Alguns pontos devem ser levados em consideração, especialmente o seguinte:

  • O Decreto nº 12.808, de 29 de dezembro de 2025 e a Instrução Normativa RFB nº 2.305, de 31 de dezembro de 2025, detalharam a obrigatoriedade de os contribuintes monitorarem trimestralmente seu faturamento e, uma vez atingido o teto de cinco milhões de reais, passarem a aplicar a alíquota de presunção majorada sobre o excedente.
  • O pilar central reside na impossibilidade técnica de se classificar o regime do Lucro Presumido como um benefício fiscal ou renúncia de receita.
  • De acordo com o artigo 44 do Código Tributário Nacional, a base de cálculo do imposto sobre a renda é o montante real, arbitrado ou presumido da renda ou dos proventos tributáveis.
  • O Lucro Presumido, portanto, é uma técnica de apuração da base imponível, colocada à disposição do contribuinte como alternativa ao Lucro Real, visando a praticabilidade administrativa e a redução dos custos de conformidade.
  • Ao escolher este regime, o contribuinte desiste de deduzir despesas efetivas em troca de uma base fixa, o que muitas vezes resulta em uma tributação maior do que a que seria devida no regime do Lucro Real, caso a empresa apresente margens de lucro reduzidas ou prejuízo.
  • O Lucro Presumido não constitui um privilégio ou uma isenção parcial, mas sim um método autônomo e legítimo de definição da grandeza econômica sobre a qual incidirá a alíquota do imposto.
  • No sistema tributário brasileiro, não existe uma hierarquia ontológica que coloque o Lucro Real como o único padrão de tributação e os demais como favores.
  • Coerentemente com o texto constitucional, o Demonstrativo de Gastos Tributários (DGT) que instruiu o Projeto de Lei Orçamentária de 2026, convertido na Lei nº 15.321, de 31 de dezembro de 2025, não classificou o Lucro Presumido como gasto tributário, mantendo entendimento reiterado ao longo de toda a última década.
  • A tentativa da Lei Complementar nº 224/2025 de elevar a presunção em 10% sob o pretexto de “reduzir incentivos” é juridicamente insustentável e padece de vício de motivo.

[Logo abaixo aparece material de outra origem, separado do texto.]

//! Core footprints, the die, and the catalog that maps names to footprints.

use crate::{Error, Result};

#[cfg(feature = "serde")]
use serde::{Deserialize, Serialize};

/// Name identifying a core type.
pub type CoreTypeId = String;

/// Tolerance for geometric comparisons (overlap, containment, capacity).
pub const GEOM_EPS: f64 = 1e-9;

/// A named rectangular core footprint.
#[derive(Debug, Clone, PartialEq)]
#[cfg_attr(feature = "serde", derive(Serialize, Deserialize))]
pub struct CoreType {
    /// Unique name.
    name: CoreTypeId,
    /// Footprint width.
    width: f64,
    /// Footprint height.
    height: f64,
}

impl CoreType {
    /// Creates a core type with the given footprint.
    pub fn new(name: impl Into<CoreTypeId>, width: f64, height: f64) -> Self {
        Self {
            name: name.into(),
            width,
            height,
        }
    }

    /// Returns the name.
    pub fn name(&self) -> &CoreTypeId {
        &self.name
    }

    /// Returns the footprint width.
    pub fn width(&self) -> f64 {
        self.width
    }

    /// Returns the footprint height.
    pub fn height(&self) -> f64 {
        self.height
    }

    /// Returns the footprint area.
    pub fn area(&self) -> f64 {
        self.width * self.height
    }

    /// Number of rows and columns of this footprint that fit into a
    /// `width` x `height` frame, as `(rows, cols)`.
    pub fn grid_in(&self, width: f64, height: f64) -> (usize, usize) {
        (fit_count(height, self.height), fit_count(width, self.width))
    }

    /// Maximum number of rows on the die (`floor(die height / height)`).
    pub fn max_rows(&self, die: &DieSpec) -> usize {
        fit_count(die.height, self.height)
    }

    /// Maximum number of columns on the die (`floor(die width / width)`).
    pub fn max_cols(&self, die: &DieSpec) -> usize {
        fit_count(die.width, self.width)
    }

    /// Maximum number of cores of this type in an axis-aligned grid on the die.
    pub fn capacity(&self, die: &DieSpec) -> usize {
        self.max_rows(die) * self.max_cols(die)
    }

    /// Validates the footprint.
    pub fn validate(&self) -> Result<()> {
        if self.name.is_empty() {
            return Err(Error::InvalidCoreType("name must not be empty".into()));
        }
        if !(self.width.is_finite() && self.height.is_finite())
            || self.width <= 0.0
            || self.height <= 0.0
        {
            return Err(Error::InvalidCoreType(format!(
                "{}: width and height must be positive, got {} x {}",
                self.name, self.width, self.height
            )));
        }
        Ok(())
    }
}

/// How many whole `size` lengths fit into `extent`.
fn fit_count(extent: f64, size: f64) -> usize {
    if size <= 0.0 || extent <= 0.0 {
        return 0;
    }
    // Guard exact multiples such as 7.6 / 3.8 against representation error.
    (extent / size + GEOM_EPS).floor() as usize
}

/// The rectangular die that cores are placed on.
#[derive(Debug, Clone, Copy, PartialEq)]
#[cfg_attr(feature = "serde", derive(Serialize, Deserialize))]
pub struct DieSpec {
    /// Die width.
    pub width: f64,
    /// Die height.
    pub height: f64,
}

impl DieSpec {
    /// Creates a die of the given size.
    pub fn new(width: f64, height: f64) -> Self {
        Self { width, height }
    }

    /// Creates a square die.
    pub fn square(side: f64) -> Self {
        Self::new(side, side)
    }

    /// Returns the die area.
    pub fn area(&self) -> f64 {
        self.width * self.height
    }

    /// Returns the die centre.
    pub fn center(&self) -> (f64, f64) {
        (self.width / 2.0, self.height / 2.0)
    }

    /// Returns true if the rectangle lies within `[0, width] x [0, height]`.
    pub fn contains_rect(&self, x: f64, y: f64, w: f64, h: f64) -> bool {
        x >= -GEOM_EPS
            && y >= -GEOM_EPS
            && x + w <= self.width + GEOM_EPS
            && y + h <= self.height + GEOM_EPS
    }

    /// Validates the die size.
    pub fn validate(&self) -> Result<()> {
        if !(self.width.is_finite() && self.height.is_finite())
            || self.width <= 0.0
            || self.height <= 0.0
        {
            return Err(Error::InvalidDie(format!(
                "width and height must be positive, got {} x {}",
                self.width, self.height
            )));
        }
        Ok(())
    }
}

/// Catalog of core types, looked up by name.
#[derive(Debug, Clone, Default, PartialEq)]
#[cfg_attr(feature = "serde", derive(Serialize, Deserialize))]
pub struct CoreCatalog {
    cores: Vec<CoreType>,
}

impl CoreCatalog {
    /// Creates an empty catalog.
    pub fn new() -> Self {
        Self::default()
    }

    /// Adds a core type, replacing any existing entry with the same name.
    pub fn with_core(mut self, name: impl Into<CoreTypeId>, width: f64, height: f64) -> Self {
        self.insert(CoreType::new(name, width, height));
        self
    }

    /// Inserts a core type, replacing any existing entry with the same name.
    pub fn insert(&mut self, core: CoreType) {
        match self.cores.iter_mut().find(|c| c.name == core.name) {
            Some(existing) => {
                log::debug!(
                    "replacing core type {} ({} x {}) with {} x {}",
                    core.name,
                    existing.width,
                    existing.height,
                    core.width,
                    core.height
                );
                *existing = core;
            }
            None => self.cores.push(core),
        }
    }

    /// Looks up a core type by name.
    pub fn get(&self, name: &str) -> Option<&CoreType> {
        self.cores.iter().find(|c| c.name == name)
    }

    /// Looks up a core type by name, failing with [`Error::UnknownCoreType`].
    pub fn require(&self, name: &str) -> Result<&CoreType> {
        self.get(name)
            .ok_or_else(|| Error::UnknownCoreType(name.to_string()))
    }

    /// Returns true if the catalog knows the name.
    pub fn contains(&self, name: &str) -> bool {
        self.get(name).is_some()
    }

    /// Iterates over core types in insertion order.
    pub fn iter(&self) -> impl Iterator<Item = &CoreType> {
        self.cores.iter()
    }

    /// Number of core types.
    pub fn len(&self) -> usize {
        self.cores.len()
    }

    /// Returns true if the catalog is empty.
    pub fn is_empty(&self) -> bool {
        self.cores.is_empty()
    }

    /// Validates every entry.
    pub fn validate(&self) -> Result<()> {
        self.cores.iter().try_for_each(CoreType::validate)
    }

    /// big.LITTLE catalog in millimetres, sized for a 9.55 x 9.55 die.
    pub fn millimetres() -> Self {
        Self::new()
            .with_core("big", 5.0, 3.8)
            .with_core("LITTLE", 2.1, 1.81)
            .with_core("C3", 3.34, 2.54)
            .with_core("C4", 8.85, 6.56)
    }

    /// Catalog in hundredths of a millimetre, sized for 2400 and 3200 dies.
    pub fn hundredths_mm() -> Self {
        Self::new()
            .with_core("big", 500.0, 380.0)
            .with_core("LITTLE", 210.0, 181.0)
            .with_core("A72", 583.0, 469.0)
            .with_core("Mali", 449.0, 394.0)
    }
}
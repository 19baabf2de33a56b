//! # corefill 2D
//!
//! Placement engines for packing heterogeneous cores onto a rectangular die.
//!
//! Two heuristics answer the same question: with fixed counts of up to three
//! primary core types placed, how many filler cores still fit?
//!
//! - **Corner search**: each primary type is packed as a staircase block into
//!   its own die corner; all row configurations are combined, overlapping
//!   combinations are pruned, and the filler is scanned row by row into the
//!   remaining bottom-left area.
//! - **Skyline strip packing**: cores are placed one at a time on the lowest
//!   segment of a skyline, then filler cores until the die overflows.
//!
//! ## Quick Start
//!
//! ```rust
//! use corefill_d2::{CoreCatalog, DieSpec, Floorplanner, PlacementRequest, Planner};
//!
//! let die = DieSpec::square(9.55);
//! let catalog = CoreCatalog::millimetres();
//! let request = PlacementRequest::new("LITTLE").with_count("big", 2);
//!
//! let result = Floorplanner::default_config()
//!     .plan(&request, &die, &catalog)
//!     .unwrap();
//!
//! assert!(result.feasible);
//! println!("{} LITTLE cores, utilization {}",
//!     result.filler_count,
//!     result.utilization_percent());
//! ```
//!
//! ## Sweeping counts
//!
//! ```rust
//! use corefill_d2::{Config, CoreCatalog, DieSpec, Strategy, Sweep};
//!
//! let die = DieSpec::square(9.55);
//! let catalog = CoreCatalog::millimetres();
//! let config = Config::default().with_strategy(Strategy::SkylineStrip);
//!
//! let rows = Sweep::new(&die, &catalog, config)
//!     .run(&["big".to_string()], "LITTLE")
//!     .unwrap();
//! for row in &rows {
//!     println!("{}", row.to_record());
//! }
//! ```

pub mod corner_search;
pub mod planner;
pub mod region;
pub mod skyline;
pub mod spatial_index;
pub mod strip_packer;
pub mod sweep;

// Re-exports
pub use corner_search::{CornerAssignment, CornerLayout, CornerSearch, SearchStats};
pub use planner::Floorplanner;
pub use region::{staircase_outline, AnchoredRegion, Corner};
pub use skyline::{PlaceKind, Segment, Skyline, SkylinePlacement};
pub use spatial_index::{find_overlaps, out_of_bounds, validate_layout, LayoutEntry, LayoutIndex};
pub use strip_packer::{StripOutcome, StripPacker};
pub use sweep::{filler_area_bound, Sweep, SweepRow};
pub use corefill_core::{
    partitions, Config, CoreCatalog, CoreType, CoreTypeId, DieSpec, Error, LayoutResult,
    OrderPolicy, PlacedCore, PlacementRequest, Planner, Result, RowConfiguration, SelectionMode,
    Strategy,
};
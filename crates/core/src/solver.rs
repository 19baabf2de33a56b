//! Engine configuration, placement requests and the planner trait.

use crate::geometry::{CoreCatalog, CoreTypeId, DieSpec, GEOM_EPS};
use crate::result::LayoutResult;
use crate::{Error, Result};

#[cfg(feature = "serde")]
use serde::{Deserialize, Serialize};

/// Placement engine.
#[derive(Debug, Clone, Copy, PartialEq, Eq, Default)]
#[cfg_attr(feature = "serde", derive(Serialize, Deserialize))]
pub enum Strategy {
    /// Corner-anchored search over row partitions, then a greedy filler scan.
    #[default]
    CornerSearch,
    /// Greedy skyline strip packing, order sensitive.
    SkylineStrip,
}

impl Strategy {
    /// Short name used in results and logs.
    pub fn name(&self) -> &'static str {
        match self {
            Strategy::CornerSearch => "corner-search",
            Strategy::SkylineStrip => "skyline-strip",
        }
    }
}

/// How the strip packer picks the next requested core.
#[derive(Debug, Clone, Copy, PartialEq, Eq, Default)]
#[cfg_attr(feature = "serde", derive(Serialize, Deserialize))]
pub enum SelectionMode {
    /// Best-fitness entry anywhere in the remaining list.
    #[default]
    FitnessGuided,
    /// Always the head of the remaining list.
    ListOrder,
}

/// Common configuration for the engines and the sweep.
#[derive(Debug, Clone)]
#[cfg_attr(feature = "serde", derive(Serialize, Deserialize))]
pub struct Config {
    /// Placement engine.
    pub strategy: Strategy,

    /// Core selection of the strip packer.
    pub selection: SelectionMode,

    /// Equality tolerance for skyline heights and widths.
    pub tolerance: f64,

    /// Number of sweep worker threads (0 = rayon default).
    pub threads: usize,

    /// Skip sweep rows whose primary area already exceeds the die area.
    pub area_prune: bool,

    /// Check every produced layout for overlaps and containment.
    pub validate_layouts: bool,
}

impl Default for Config {
    fn default() -> Self {
        Self {
            strategy: Strategy::default(),
            selection: SelectionMode::default(),
            tolerance: 0.001,
            threads: 0,
            area_prune: true,
            validate_layouts: true,
        }
    }
}

impl Config {
    /// Creates a new configuration with default values.
    pub fn new() -> Self {
        Self::default()
    }

    /// Sets the placement engine.
    pub fn with_strategy(mut self, strategy: Strategy) -> Self {
        self.strategy = strategy;
        self
    }

    /// Sets the strip packer's core selection.
    pub fn with_selection(mut self, selection: SelectionMode) -> Self {
        self.selection = selection;
        self
    }

    /// Sets the skyline equality tolerance, at least [`GEOM_EPS`].
    pub fn with_tolerance(mut self, tolerance: f64) -> Self {
        self.tolerance = tolerance.abs().max(GEOM_EPS);
        self
    }

    /// Sets the number of sweep worker threads.
    pub fn with_threads(mut self, threads: usize) -> Self {
        self.threads = threads;
        self
    }

    /// Enables or disables area pruning of sweep rows.
    pub fn with_area_prune(mut self, enabled: bool) -> Self {
        self.area_prune = enabled;
        self
    }

    /// Enables or disables layout validation.
    pub fn with_validation(mut self, enabled: bool) -> Self {
        self.validate_layouts = enabled;
        self
    }
}

/// Requested counts for the primary core types plus the filler type.
///
/// The order of `primaries` is the placement order: it picks the corner of
/// each type in the corner search and the instance order in the strip packer.
#[derive(Debug, Clone, PartialEq, Eq)]
#[cfg_attr(feature = "serde", derive(Serialize, Deserialize))]
pub struct PlacementRequest {
    /// Primary core types and their requested counts, in placement order.
    pub primaries: Vec<(CoreTypeId, usize)>,
    /// Core type whose count is maximised.
    pub filler: CoreTypeId,
}

impl PlacementRequest {
    /// Creates an empty request filling with `filler`.
    pub fn new(filler: impl Into<CoreTypeId>) -> Self {
        Self {
            primaries: Vec::new(),
            filler: filler.into(),
        }
    }

    /// Appends a primary core type.
    pub fn with_count(mut self, core_type: impl Into<CoreTypeId>, count: usize) -> Self {
        self.primaries.push((core_type.into(), count));
        self
    }

    /// Primary type names in placement order.
    pub fn primary_types(&self) -> impl Iterator<Item = &CoreTypeId> {
        self.primaries.iter().map(|(name, _)| name)
    }

    /// Requested count of a primary type.
    pub fn count_of(&self, core_type: &str) -> usize {
        self.primaries
            .iter()
            .find(|(name, _)| name == core_type)
            .map_or(0, |&(_, count)| count)
    }

    /// Total number of requested primary cores.
    pub fn total_requested(&self) -> usize {
        self.primaries.iter().map(|(_, count)| count).sum()
    }

    /// Literal instance list `[t0; c0] ++ [t1; c1] ++ ...`.
    pub fn expand(&self) -> Vec<CoreTypeId> {
        self.primaries
            .iter()
            .flat_map(|(name, count)| std::iter::repeat(name.clone()).take(*count))
            .collect()
    }

    /// Checks names against the catalog and rejects duplicates.
    pub fn validate(&self, catalog: &CoreCatalog) -> Result<()> {
        if self.filler.is_empty() {
            return Err(Error::InvalidRequest("filler type must be named".into()));
        }
        catalog.require(&self.filler)?.validate()?;
        for (i, (name, _)) in self.primaries.iter().enumerate() {
            catalog.require(name)?.validate()?;
            if self.primaries[..i].iter().any(|(other, _)| other == name) {
                return Err(Error::InvalidRequest(format!(
                    "core type {} listed more than once",
                    name
                )));
            }
        }
        Ok(())
    }
}

/// Trait for floorplanning engines.
pub trait Planner {
    /// Places the requested primaries and as many filler cores as the
    /// engine finds room for.
    fn plan(
        &self,
        request: &PlacementRequest,
        die: &DieSpec,
        catalog: &CoreCatalog,
    ) -> Result<LayoutResult>;
}

#[cfg(test)]
mod tests {
    use super::*;

    #[test]
    fn test_config_builder() {
        let config = Config::new()
            .with_strategy(Strategy::SkylineStrip)
            .with_selection(SelectionMode::ListOrder)
            .with_tolerance(-0.01)
            .with_threads(4)
            .with_area_prune(false);
        assert_eq!(config.strategy, Strategy::SkylineStrip);
        assert_eq!(config.selection, SelectionMode::ListOrder);
        assert_eq!(config.tolerance, 0.01);
        assert_eq!(Config::new().with_tolerance(0.0).tolerance, GEOM_EPS);
        assert_eq!(config.threads, 4);
        assert!(!config.area_prune);
        assert!(config.validate_layouts);
    }

    #[test]
    fn test_request_expand_keeps_order() {
        let request = PlacementRequest::new("LITTLE")
            .with_count("C3", 1)
            .with_count("big", 2)
            .with_count("C4", 0);
        assert_eq!(request.expand(), vec!["C3", "big", "big"]);
        assert_eq!(request.total_requested(), 3);
        assert_eq!(request.count_of("big"), 2);
        assert_eq!(request.count_of("A72"), 0);
    }

    #[test]
    fn test_request_validation() {
        let catalog = CoreCatalog::millimetres();
        assert!(PlacementRequest::new("LITTLE")
            .with_count("big", 2)
            .validate(&catalog)
            .is_ok());
        assert_eq!(
            PlacementRequest::new("LITTLE")
                .with_count("A53", 1)
                .validate(&catalog),
            Err(Error::UnknownCoreType("A53".into()))
        );
        assert!(matches!(
            PlacementRequest::new("LITTLE")
                .with_count("big", 1)
                .with_count("big", 1)
                .validate(&catalog),
            Err(Error::InvalidRequest(_))
        ));
        assert!(matches!(
            PlacementRequest::new("").validate(&catalog),
            Err(Error::InvalidRequest(_))
        ));
    }
}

Não se pode reduzir o que não é benefício.
  • Ao majorar a presunção legal sem qualquer embasamento em dados que comprovem o aumento da margem de lucro real dos setores atingidos, o legislador está, em verdade, promovendo um aumento indireto de alíquota, disfarçado de ajuste de benefício fiscal.
  • Tal manobra viola o princípio da tipicidade e da legalidade estrita, uma vez que altera a essência de um método de apuração consolidado no Código Tributário Nacional para atingir fins meramente arrecadatórios, desvirtuando a função da lei complementar em matéria tributária.
  • A jurisprudência do Superior Tribunal de Justiça (STJ), ao analisar a interação de benefícios fiscais genuínos com os regimes de tributação, corrobora a visão da doutrinária. O tribunal trata o lucro presumido como um sistema autônomo, com regras próprias que não se confundem com as do lucro real, especialmente no que tange ao tratamento de incentivos.
  • A renúncia de receita, conforme definida no art. 14 da Lei de Responsabilidade Fiscal (LC 101/2000), implica uma ação deliberada do ente público em abrir mão de uma receita que lhe seria devida, como anistias, remissões, subsídios e isenções.
  • O lucro presumido não se enquadra nessa definição, pois não há “perdão” de tributo, mas apenas uma forma de calcula- lo.